Spike's mornings are usually seizure free. We don't know why but it's a pattern he's held to since the seizures returned in August. Of course, doctors generally do rounds in the morning so they get to see an apparently happy, healthy, energetic little boy. I am sure that more than one has wondered if we exaggerate the seizure counts.
Earlier this week, a doctor happened to stop by around 4:30 in the afternoon. That's a highly variable time for Spike. Some days, the afternoon goes just fine. Other times, he'll spend hours in a cluster. On this particular day, things had been going well. The doctor sat down next to Spike and asked how he was feeling.
"Fine," Spike answered with the cutest grin you can imagine. Happiness just poured off of him and his eyes looked like every kid's on Christmas morning.
"He's about to have a seizure," I told the doctor.
"No, he looks fine."
"In three, two, one ... "and the primal scream covered my "now."
The smiling seizures are, perhaps, the cruelest. I don't know if the abnormal electrical activity is actually making him feel very happy and thus causing the smile or if the activity is simply affecting control of the smile muscles without effect on his pleasure center. I tend to think it's hitting the happy zone of the brain because the smile is always accompanied by bright eyes and he says that he feels really good.
The cruelty comes not only from the smile dissolving into a scream, though that would be bad enough, but also from the fact that we suspect EVERY smile is a precursor to a seizure. Therefore we cannot simply take joy in his happiness even when it is genuine.
There are other paradoxical combinations of pre and post seizure activity. For instance, he was just running around playing with nary a care in the world. Tons of energy. A cluster of four seizures knocked the energy right out of him and he is now sleeping soundly next to me. Other times, he'll be extremely lethargic and a rapid sequence of seizures will seem to reinvigorate him. At night, he may have a seizure that wakes him and leaves him alert and playful or he may sleep right through it and the two dozen to follow.
Although we become very attuned to signs of impending seizures, we cannot predict the final result of each one. If I pick him up and put him to bed so that he is safe when the next one hits and ready to sleep it all off, I may end up with a wild animal flying around the bedroom. If I just let him continue playing, he may land on his face 30 seconds later. There is no right answer.
Way back in January during his first stay at Duke, he become unresponsive for many hours. We do not know if it was medication or illness related but he faded so quickly and fully that I thought for sure he was going to die. Instead, he was practically in a coma for a whole day.
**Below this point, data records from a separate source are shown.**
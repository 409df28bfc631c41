use axum::{
    body::Bytes,
    http::StatusCode,
    response::{IntoResponse, Response},
    routing::{get, post},
    Json, Router,
};
use tower_http::catch_panic::CatchPanicLayer;
use tower_http::trace::TraceLayer;
use tracing_subscriber::EnvFilter;
use tracing_subscriber::{layer::SubscriberExt, util::SubscriberInitExt};

use finpulse_core::analytics;
use finpulse_core::domain::analysis::{AnalysisResult, ErrorBody, HealthStatus};
use finpulse_core::domain::contract::ReturnsInput;
use finpulse_core::domain::error::{ComputeError, ValidationError};

const INTERNAL_ERROR_MESSAGE: &str = "Internal server error.";

#[tokio::main]
async fn main() -> anyhow::Result<()> {
    dotenvy::dotenv().ok();

    let settings = finpulse_core::config::Settings::from_env()?;
    let _sentry_guard = init_sentry(&settings);

    tracing_subscriber::registry()
        .with(EnvFilter::from_default_env())
        .with(tracing_subscriber::fmt::layer())
        .with(sentry_tracing::layer())
        .init();

    let addr = settings.analytics_addr()?;
    let app = router();

    tracing::info!(%addr, "analytics api listening");

    let listener = tokio::net::TcpListener::bind(addr).await?;
    axum::serve(listener, app)
        .with_graceful_shutdown(shutdown_signal())
        .await?;

    Ok(())
}

fn router() -> Router {
    with_layers(
        Router::new()
            .route("/health", get(health))
            .route("/analyze", post(analyze)),
    )
}

fn with_layers(routes: Router) -> Router {
    routes
        .layer(CatchPanicLayer::custom(handle_panic))
        .layer(TraceLayer::new_for_http())
}

async fn health() -> Json<HealthStatus> {
    Json(HealthStatus::ok())
}

// The body is taken as raw bytes so a missing or malformed payload degrades to
// `{}` instead of being rejected by the JSON extractor.
async fn analyze(body: Bytes) -> Result<Json<AnalysisResult>, ApiError> {
    let input = ReturnsInput::from_body(&body)?;
    let result = analytics::analyze(&input, chrono::Utc::now())?;

    tracing::debug!(
        n = input.values().len(),
        risk_score = result.risk_score,
        "analyzed returns"
    );

    Ok(Json(result))
}

#[derive(Debug)]
enum ApiError {
    Validation(ValidationError),
    Internal(anyhow::Error),
}

impl From<ValidationError> for ApiError {
    fn from(e: ValidationError) -> Self {
        ApiError::Validation(e)
    }
}

impl From<ComputeError> for ApiError {
    fn from(e: ComputeError) -> Self {
        ApiError::Internal(anyhow::Error::new(e))
    }
}

impl IntoResponse for ApiError {
    fn into_response(self) -> Response {
        match self {
            ApiError::Validation(e) => {
                tracing::debug!(error = %e, "rejected analyze request");
                error_response(StatusCode::BAD_REQUEST, e.message())
            }
            ApiError::Internal(e) => {
                sentry_anyhow::capture_anyhow(&e);
                tracing::error!(error = %e, "analyze failed");
                error_response(StatusCode::INTERNAL_SERVER_ERROR, INTERNAL_ERROR_MESSAGE)
            }
        }
    }
}

fn error_response(status: StatusCode, message: &str) -> Response {
    let body = ErrorBody {
        error: message.to_string(),
    };
    (status, Json(body)).into_response()
}

fn handle_panic(_err: Box<dyn std::any::Any + Send + 'static>) -> Response {
    tracing::error!("request handler panicked");
    error_response(StatusCode::INTERNAL_SERVER_ERROR, INTERNAL_ERROR_MESSAGE)
}

async fn shutdown_signal() {
    let _ = tokio::signal::ctrl_c().await;
}

fn init_sentry(settings: &finpulse_core::config::Settings) -> Option<sentry::ClientInitGuard> {
    let dsn = settings.sentry_dsn.as_deref()?;
    Some(sentry::init((
        dsn,
        sentry::ClientOptions {
            release: sentry::release_name!(),
            ..Default::default()
        },
    )))
}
I was lying next to him later that evening when he turned to me, opened his eyes, smiled and said "Hello Daddy." Not yet understanding his patterns, I was beside myself with joy, for all of three seconds, before a look of abject terror came into his eyes and he screamed loud enough to bring all the nurses running. He then passed out and remained completely out of it overnight.
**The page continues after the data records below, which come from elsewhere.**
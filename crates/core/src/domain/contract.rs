use crate::domain::error::ValidationError;
use serde_json::value::RawValue;
use serde_json::{Map, Value};
use std::collections::HashMap;

/// Decodes a request body into a JSON object.
///
/// Missing, malformed and non-object bodies all decode to an empty object, so a
/// bad body surfaces later as a regular validation failure and never as a parse
/// error of its own. A number outside the f64 range (e.g. `1e400`) makes
/// serde_json reject the document, so such a body also decodes to `{}`.
/// [`ReturnsInput::from_body`] does not go through here and reports that case
/// as an invalid element instead.
pub fn parse_payload(body: &[u8]) -> Map<String, Value> {
    match serde_json::from_slice::<Value>(body) {
        Ok(Value::Object(map)) => map,
        Ok(other) => {
            tracing::debug!(kind = json_kind(&other), "payload is not an object; using {{}}");
            Map::new()
        }
        Err(e) => {
            if !body.is_empty() {
                tracing::debug!(error = %e, "payload is not valid JSON; using {{}}");
            }
            Map::new()
        }
    }
}

/// `returns` from the payload, an empty array when absent.
pub fn take_returns(payload: &mut Map<String, Value>) -> Value {
    payload
        .remove("returns")
        .unwrap_or_else(|| Value::Array(Vec::new()))
}

/// A validated series of at least two finite returns.
#[derive(Debug, Clone, PartialEq)]
pub struct ReturnsInput {
    values: Vec<f64>,
}

impl ReturnsInput {
    pub const MIN_LEN: usize = 2;

    /// `returns` is read as raw JSON, so numbers are only decoded element by
    /// element and an out-of-range number invalidates that element rather than
    /// the whole payload.
    pub fn from_body(body: &[u8]) -> Result<Self, ValidationError> {
        let returns = match serde_json::from_slice::<HashMap<String, Box<RawValue>>>(body) {
            Ok(mut payload) => payload.remove("returns"),
            Err(e) => {
                if !body.is_empty() {
                    tracing::debug!(error = %e, "payload is not a JSON object; using {{}}");
                }
                None
            }
        };

        match returns {
            Some(raw) => Self::try_from_raw(&raw),
            None => Self::try_from_values(Vec::new()),
        }
    }

    /// Checks run in order: array shape, element types, length.
    pub fn try_from_raw(returns: &RawValue) -> Result<Self, ValidationError> {
        let items = serde_json::from_str::<Vec<&RawValue>>(returns.get())
            .map_err(|_| ValidationError::InvalidType)?;

        // Deserializing into f64 rejects booleans, strings, null and nested
        // values, as well as numbers that overflow.
        let values = items
            .iter()
            .map(|item| serde_json::from_str::<f64>(item.get()))
            .collect::<Result<Vec<f64>, _>>()
            .map_err(|_| ValidationError::InvalidType)?;

        Self::try_from_values(values)
    }

    pub fn try_from_values(values: Vec<f64>) -> Result<Self, ValidationError> {
        if values.iter().any(|v| !v.is_finite()) {
            return Err(ValidationError::InvalidType);
        }
        if values.len() < Self::MIN_LEN {
            return Err(ValidationError::InsufficientData);
        }
        Ok(Self { values })
    }

    pub fn values(&self) -> &[f64] {
        &self.values
    }
}

fn json_kind(value: &Value) -> &'static str {
    match value {
        Value::Null => "null",
        Value::Bool(_) => "bool",
        Value::Number(_) => "number",
        Value::String(_) => "string",
        Value::Array(_) => "array",
        Value::Object(_) => "object",
    }
}
pub mod analytics;
pub mod client;
pub mod domain;

pub mod config {
    use anyhow::Context;
    use std::net::{IpAddr, SocketAddr};
    use std::time::Duration;

    pub const DEFAULT_ANALYTICS_HOST: &str = "127.0.0.1";
    pub const DEFAULT_ANALYTICS_PORT: u16 = 5001;
    pub const DEFAULT_GATEWAY_HOST: &str = "127.0.0.1";
    pub const DEFAULT_GATEWAY_PORT: u16 = 5000;
    pub const DEFAULT_ANALYTICS_BASE_URL: &str = "http://127.0.0.1:5001";
    pub const DEFAULT_ANALYTICS_TIMEOUT_SECS: u64 = 10;

    #[derive(Debug, Clone, Default)]
    pub struct Settings {
        pub analytics_host: Option<String>,
        pub analytics_port: Option<String>,
        pub gateway_host: Option<String>,
        pub gateway_port: Option<String>,
        pub analytics_base_url: Option<String>,
        pub analytics_timeout_secs: Option<String>,
        pub sentry_dsn: Option<String>,
    }

    impl Settings {
        pub fn from_env() -> anyhow::Result<Self> {
            Ok(Self {
                analytics_host: std::env::var("ANALYTICS_HOST").ok(),
                analytics_port: std::env::var("ANALYTICS_PORT").ok(),
                gateway_host: std::env::var("GATEWAY_HOST").ok(),
                gateway_port: std::env::var("PORT").ok(),
                analytics_base_url: std::env::var("ANALYTICS_BASE_URL").ok(),
                analytics_timeout_secs: std::env::var("ANALYTICS_TIMEOUT_SECS").ok(),
                sentry_dsn: std::env::var("SENTRY_DSN").ok(),
            })
        }

        pub fn analytics_addr(&self) -> anyhow::Result<SocketAddr> {
            socket_addr(
                self.analytics_host.as_deref(),
                DEFAULT_ANALYTICS_HOST,
                self.analytics_port.as_deref(),
                DEFAULT_ANALYTICS_PORT,
            )
            .context("invalid ANALYTICS_HOST/ANALYTICS_PORT")
        }

        pub fn gateway_addr(&self) -> anyhow::Result<SocketAddr> {
            socket_addr(
                self.gateway_host.as_deref(),
                DEFAULT_GATEWAY_HOST,
                self.gateway_port.as_deref(),
                DEFAULT_GATEWAY_PORT,
            )
            .context("invalid GATEWAY_HOST/PORT")
        }

        pub fn analytics_base_url(&self) -> &str {
            self.analytics_base_url
                .as_deref()
                .unwrap_or(DEFAULT_ANALYTICS_BASE_URL)
        }

        pub fn analytics_timeout(&self) -> anyhow::Result<Duration> {
            let secs = match self.analytics_timeout_secs.as_deref().map(str::trim) {
                Some(s) => s
                    .parse::<u64>()
                    .with_context(|| format!("invalid ANALYTICS_TIMEOUT_SECS: {s}"))?,
                None => DEFAULT_ANALYTICS_TIMEOUT_SECS,
            };
            anyhow::ensure!(secs > 0, "ANALYTICS_TIMEOUT_SECS must be positive");
            Ok(Duration::from_secs(secs))
        }
    }

    fn socket_addr(
        host: Option<&str>,
        default_host: &str,
        port: Option<&str>,
        default_port: u16,
    ) -> anyhow::Result<SocketAddr> {
        let host = host.map(str::trim).unwrap_or(default_host);
        let ip: IpAddr = host
            .parse()
            .with_context(|| format!("host is not an IP address: {host}"))?;
        let port = match port.map(str::trim) {
            Some(p) => p
                .parse::<u16>()
                .with_context(|| format!("port is not a valid u16: {p}"))?,
            None => default_port,
        };
        Ok(SocketAddr::new(ip, port))
    }

    #[cfg(test)]
    mod tests {
        use super::*;

        #[test]
        fn defaults_to_loopback_ports() {
            let settings = Settings::default();
            assert_eq!(
                settings.analytics_addr().unwrap(),
                "127.0.0.1:5001".parse::<SocketAddr>().unwrap()
            );
            assert_eq!(
                settings.gateway_addr().unwrap(),
                "127.0.0.1:5000".parse::<SocketAddr>().unwrap()
            );
            assert_eq!(settings.analytics_base_url(), "http://127.0.0.1:5001");
            assert_eq!(settings.analytics_timeout().unwrap(), Duration::from_secs(10));
        }

        #[test]
        fn timeout_override_is_validated() {
            let settings = Settings {
                analytics_timeout_secs: Some("30".into()),
                ..Default::default()
            };
            assert_eq!(settings.analytics_timeout().unwrap(), Duration::from_secs(30));

            for bad in ["soon", "-1", "0"] {
                let settings = Settings {
                    analytics_timeout_secs: Some(bad.into()),
                    ..Default::default()
                };
                assert!(settings.analytics_timeout().is_err(), "value={bad}");
            }
        }

        #[test]
        fn overrides_are_applied() {
            let settings = Settings {
                analytics_host: Some("0.0.0.0".into()),
                analytics_port: Some(" 8081 ".into()),
                analytics_base_url: Some("http://analytics:8081".into()),
                ..Default::default()
            };
            assert_eq!(
                settings.analytics_addr().unwrap(),
                "0.0.0.0:8081".parse::<SocketAddr>().unwrap()
            );
            assert_eq!(settings.analytics_base_url(), "http://analytics:8081");
        }

        #[test]
        fn rejects_bad_port() {
            let settings = Settings {
                gateway_port: Some("http".into()),
                ..Default::default()
            };
            assert!(settings.gateway_addr().is_err());
        }

        #[test]
        fn rejects_hostname() {
            let settings = Settings {
                analytics_host: Some("localhost".into()),
                ..Default::default()
            };
            assert!(settings.analytics_addr().is_err());
        }
    }
}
The next morning, during rounds, a dozen medical students filled the room as one of them presented the case. The air was thick with melancholy as everyone looked at this poor little kid who was just slipping away.
Spike then sat up, opened his eyes, looked around and said, "Hey! What's going on here? There's a LOT of doctors in my room!" He was happy, hungry and healthy looking the rest of the day.
The uncertainty, the deceptive patterns, the lack of anything stable tears me apart. I can't even imagine what it does to Spike.